IAM 961 HW2, fall 2016

Problem 1: Prove that any real-valued matrix $A$ has a real-valued SVD, i.e. an SVD factorization $A=U \Sigma V^\dagger$ where $U,\Sigma,$ and $V$ are real-valued matrices. Hint: Do not re-do the existence uniqueness proof we did in class with a restriction to real matrices. Start with a possibly complex SVD $A=U \Sigma V^*$ (where $U$ and $V$ are possibly complex but $\Sigma$ is necessarily real), and use this to show there must be real-valued unitary $U'$ and $V'$ that also form an SVD $A=U' \Sigma V'^* $. I suspect it will be helpful to express the SVDs as sums over columns of $U$ and $V$, i.e. $A = 
\sum_{j=1}^p \sigma_j u_j v^*_j$, as shown in problem 3.)
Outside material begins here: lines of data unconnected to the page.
//! `model` is the variable/parameter/derivative layer and the base of
//! all constitutive models: labeled axes, variable stores, parameter
//! stores with nonlinear parameters, the derivative assignment
//! machinery, the [`Model`] lifecycle, and composition over a
//! dependency graph.

pub mod axis;
pub mod composed;
#[allow(clippy::module_inception)]
pub mod model;
pub mod name;
pub mod parameter;
pub mod resolver;
pub mod store;
pub mod variable;

use crate::tensor::Tensor;
use indexmap::IndexMap;

pub use axis::LabeledAxis;
pub use composed::ComposedModel;
pub use model::{
    currently_assembling_nonlinear_system, is_dependent, AssemblingNonlinearSystem, Model,
    ModelBase, ModelRef,
};
pub use name::VariableName;
pub use parameter::{NonlinearParameter, Param, ParameterStore};
pub use resolver::DependencyResolver;
pub use store::VariableStore;
pub use variable::Var;

/// Values keyed by variable name, iterated in insertion order.
pub type ValueMap = IndexMap<VariableName, Tensor>;
/// First derivatives keyed by output then input variable name.
pub type DerivMap = IndexMap<VariableName, ValueMap>;
/// Second derivatives keyed by output then the two input variable names.
pub type SecDerivMap = IndexMap<VariableName, DerivMap>;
Problem 2: Show that if $A$ is m x n and $B$ is p x n, the product $AB^*$ can be written as

\begin{eqnarray*}
AB^* = \sum_{j=1}^n a_j b^*_j
\end{eqnarray*}

where $a_j$ and $b_j$ are the columns of $A$ and $B$. This is more a matter of understanding and proper use of notation than any kind of deep proof. It should take about three lines.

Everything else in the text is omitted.